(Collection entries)
════════

//! Selection strategies: which transformation to apply where next.

use std::collections::VecDeque;
use std::sync::Arc;

use alm_core::Fragment;
use alm_trafo::{FragmentRef, Transformation, TrafoHistory};
use rand::rngs::StdRng;
use rand::{Rng, SeedableRng};

/// Index of a transformation in a [`Catalog`].
#[derive(Debug, Clone, Copy, PartialEq, Eq, Hash)]
pub struct TrafoId(pub usize);

/// Ordered, immutable set of transformations available to a search.
#[derive(Debug, Clone, Default)]
pub struct Catalog {
    trafos: Vec<Arc<dyn Transformation>>,
}

impl Catalog {
    pub fn new(trafos: Vec<Arc<dyn Transformation>>) -> Self {
        Self { trafos }
    }

    /// Every known transformation.
    pub fn all() -> Self {
        Self::new(alm_trafo::all_transformations())
    }

    pub fn get(&self, id: TrafoId) -> Option<&Arc<dyn Transformation>> {
        self.trafos.get(id.0)
    }

    /// Id of the transformation with the given name.
    pub fn find(&self, name: &str) -> Option<TrafoId> {
        self.trafos.iter().position(|t| t.name() == name).map(TrafoId)
    }

    pub fn ids(&self) -> impl Iterator<Item = TrafoId> {
        (0..self.trafos.len()).map(TrafoId)
    }

    pub fn len(&self) -> usize {
        self.trafos.len()
    }

    pub fn is_empty(&self) -> bool {
        self.trafos.is_empty()
    }

    /// References inside `fragment` that `id` applies to, in pre-order.
    pub fn eligible_targets(&self, id: TrafoId, fragment: &Fragment) -> Vec<FragmentRef> {
        let Some(trafo) = self.get(id) else {
            return Vec::new();
        };
        FragmentRef::targets(fragment)
            .into_iter()
            .filter(|target| target.resolve(fragment).is_ok_and(|f| trafo.is_applicable(f)))
            .collect()
    }
}

/// A fragment waiting to be transformed further.
#[derive(Debug, Clone)]
pub struct FrontierMember {
    pub fragment: Fragment,
    pub history: TrafoHistory,
}

/// Next step proposed by a strategy.
#[derive(Debug, Clone, PartialEq)]
pub struct Selection {
    /// Index into the frontier.
    pub member: usize,
    pub trafo: TrafoId,
    pub target: FragmentRef,
}

/// Chooses the next (frontier member, transformation, sub-fragment) triple.
///
/// The frontier only grows during a run, so strategies may remember how far
/// they have looked. [`reset`](SelectionStrategy::reset) is called at the
/// start of every run.
pub trait SelectionStrategy: Send {
    fn name(&self) -> &str;

    /// The next step, or `None` when the strategy has nothing left to offer.
    fn next(&mut self, frontier: &[FrontierMember], catalog: &Catalog) -> Option<Selection>;

    /// Forget all state from a previous run.
    fn reset(&mut self);
}

/// Applies one transformation to every eligible sub-fragment of every
/// frontier member, in frontier order. Fully deterministic.
#[derive(Debug, Clone)]
pub struct ApplyToAll {
    trafo: TrafoId,
    name: String,
    cursor: usize,
    pending: VecDeque<(usize, FragmentRef)>,
}

impl ApplyToAll {
    pub fn new(trafo: TrafoId) -> Self {
        Self {
            trafo,
            name: format!("apply_to_all({})", trafo.0),
            cursor: 0,
            pending: VecDeque::new(),
        }
    }

    /// Strategy for the catalog transformation named `name`.
    pub fn named(catalog: &Catalog, name: &str) -> Option<Self> {
        let mut strategy = Self::new(catalog.find(name)?);
        strategy.name = format!("apply_to_all({name})");
        Some(strategy)
    }
}

impl SelectionStrategy for ApplyToAll {
    fn name(&self) -> &str {
        &self.name
    }

    fn next(&mut self, frontier: &[FrontierMember], catalog: &Catalog) -> Option<Selection> {
        loop {
            if let Some((member, target)) = self.pending.pop_front() {
                return Some(Selection {
                    member,
                    trafo: self.trafo,
                    target,
                });
            }
            let member = frontier.get(self.cursor)?;
            let index = self.cursor;
            self.cursor += 1;
            self.pending.extend(
                catalog
                    .eligible_targets(self.trafo, &member.fragment)
                    .into_iter()
                    .map(|target| (index, target)),
            );
        }
    }

    fn reset(&mut self) {
        self.cursor = 0;
        self.pending.clear();
    }
}

/// Picks uniformly among all remaining (member, transformation, target)
/// triples. Seeded, so a run is reproducible for a given seed.
#[derive(Debug, Clone)]
pub struct RandomSelector {
    seed: u64,
    rng: StdRng,
    scanned: usize,
    remaining: Vec<Selection>,
}

impl RandomSelector {
    pub fn new(seed: u64) -> Self {
        Self {
            seed,
            rng: StdRng::seed_from_u64(seed),
            scanned: 0,
            remaining: Vec::new(),
        }
    }

    pub fn seed(&self) -> u64 {
        self.seed
    }
}

impl SelectionStrategy for RandomSelector {
    fn name(&self) -> &str {
        "random"
    }

    fn next(&mut self, frontier: &[FrontierMember], catalog: &Catalog) -> Option<Selection> {
        for (member, entry) in frontier.iter().enumerate().skip(self.scanned) {
            for trafo in catalog.ids() {
                for target in catalog.eligible_targets(trafo, &entry.fragment) {
                    self.remaining.push(Selection {
                        member,
                        trafo,
                        target,
                    });
                }
            }
        }
        self.scanned = self.scanned.max(frontier.len());

        if self.remaining.is_empty() {
            return None;
        }
        let index = self.rng.random_range(0..self.remaining.len());
        Some(self.remaining.swap_remove(index))
    }

    fn reset(&mut self) {
        self.rng = StdRng::seed_from_u64(self.seed);
        self.scanned = 0;
        self.remaining.clear();
    }
}

/// Runs strategies in order, moving to the next one once the current one
/// is exhausted.
#[derive(Default)]
pub struct ChainSelector {
    strategies: Vec<Box<dyn SelectionStrategy>>,
    current: usize,
}

impl std::fmt::Debug for ChainSelector {
    fn fmt(&self, f: &mut std::fmt::Formatter<'_>) -> std::fmt::Result {
        f.debug_struct("ChainSelector")
            .field(
                "strategies",
                &self.strategies.iter().map(|s| s.name()).collect::<Vec<_>>(),
            )
            .field("current", &self.current)
            .finish()
    }
}

impl ChainSelector {
    pub fn new() -> Self {
        Self::default()
    }

    /// Append a strategy (builder style).
    pub fn then(mut self, strategy: impl SelectionStrategy + 'static) -> Self {
        self.strategies.push(Box::new(strategy));
        self
    }

    pub fn push(&mut self, strategy: Box<dyn SelectionStrategy>) {
        self.strategies.push(strategy);
    }

    pub fn len(&self) -> usize {
        self.strategies.len()
    }

    pub fn is_empty(&self) -> bool {
        self.strategies.is_empty()
    }
}

impl SelectionStrategy for ChainSelector {
    fn name(&self) -> &str {
        "chain"
    }

    fn next(&mut self, frontier: &[FrontierMember], catalog: &Catalog) -> Option<Selection> {
        while let Some(strategy) = self.strategies.get_mut(self.current) {
            if let Some(selection) = strategy.next(frontier, catalog) {
                return Some(selection);
            }
            tracing::debug!(strategy = strategy.name(), "strategy exhausted");
            self.current += 1;
        }
        None
    }

    fn reset(&mut self) {
        self.current = 0;
        for strategy in &mut self.strategies {
            strategy.reset();
        }
    }
}

#[cfg(test)]
mod tests {
    use super::*;
    use alm_core::parse_notation;

    fn frontier(notations: &[&str]) -> Vec<FrontierMember> {
        notations
            .iter()
            .map(|n| FrontierMember {
                fragment: parse_notation(n).unwrap(),
                history: TrafoHistory::new(),
            })
            .collect()
    }

    fn drain(strategy: &mut dyn SelectionStrategy, frontier: &[FrontierMember], catalog: &Catalog) -> Vec<Selection> {
        std::iter::from_fn(|| strategy.next(frontier, catalog)).collect()
    }

    #[test]
    fn test_apply_to_all_visits_every_target() {
        let catalog = Catalog::all();
        let frontier = frontier(&["v(a,h(b,c))", "h(a,b)"]);
        let mut strategy = ApplyToAll::named(&catalog, "swap").unwrap();
        let picks = drain(&mut strategy, &frontier, &catalog);

        let seen: Vec<_> = picks.iter().map(|s| (s.member, s.target.to_string())).collect();
        assert_eq!(seen, [(0, "/".to_string()), (0, "/1".to_string()), (1, "/".to_string())]);

        strategy.reset();
        assert_eq!(drain(&mut strategy, &frontier, &catalog), picks);
    }

    #[test]
    fn test_apply_to_all_sees_grown_frontier() {
        let catalog = Catalog::all();
        let mut members = frontier(&["h(a,b)"]);
        let mut strategy = ApplyToAll::named(&catalog, "swap").unwrap();
        assert!(strategy.next(&members, &catalog).is_some());
        assert!(strategy.next(&members, &catalog).is_none());

        members.extend(frontier(&["v(a,b)"]));
        let next = strategy.next(&members, &catalog).unwrap();
        assert_eq!(next.member, 1);
    }

    #[test]
    fn test_random_is_reproducible_and_exhausts() {
        let catalog = Catalog::all();
        let frontier = frontier(&["h(a,b,c,d)", "v(h(a,b),h(c,d))"]);

        let mut a = RandomSelector::new(7);
        let mut b = RandomSelector::new(7);
        let picks_a = drain(&mut a, &frontier, &catalog);
        let picks_b = drain(&mut b, &frontier, &catalog);
        assert_eq!(picks_a, picks_b);

        let total: usize = frontier
            .iter()
            .map(|m| catalog.ids().map(|id| catalog.eligible_targets(id, &m.fragment).len()).sum::<usize>())
            .sum();
        assert_eq!(picks_a.len(), total);
    }

    #[test]
    fn test_chain_falls_through() {
        let catalog = Catalog::all();
        let frontier = frontier(&["h(a,b,c)"]);
        let mut chain = ChainSelector::new()
            .then(ApplyToAll::named(&catalog, "swap").unwrap())
            .then(ApplyToAll::named(&catalog, "column").unwrap());

        let picks = drain(&mut chain, &frontier, &catalog);
        let trafos: Vec<_> = picks.iter().map(|s| s.trafo).collect();
        assert_eq!(trafos, [catalog.find("swap").unwrap(), catalog.find("column").unwrap()]);
        assert!(chain.next(&frontier, &catalog).is_none());

        chain.reset();
        assert_eq!(drain(&mut chain, &frontier, &catalog).len(), 2);
    }
}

════════

Problem: Filter the records down to the lines that contain the string "FrontierMember", and copy those lines.

Task output:
pub struct FrontierMember {
    fn next(&mut self, frontier: &[FrontierMember], catalog: &Catalog) -> Option<Selection>;
    fn next(&mut self, frontier: &[FrontierMember], catalog: &Catalog) -> Option<Selection> {
    fn next(&mut self, frontier: &[FrontierMember], catalog: &Catalog) -> Option<Selection> {
    fn next(&mut self, frontier: &[FrontierMember], catalog: &Catalog) -> Option<Selection> {
    fn frontier(notations: &[&str]) -> Vec<FrontierMember> {
            .map(|n| FrontierMember {
    fn drain(strategy: &mut dyn SelectionStrategy, frontier: &[FrontierMember], catalog: &Catalog) -> Vec<Selection> {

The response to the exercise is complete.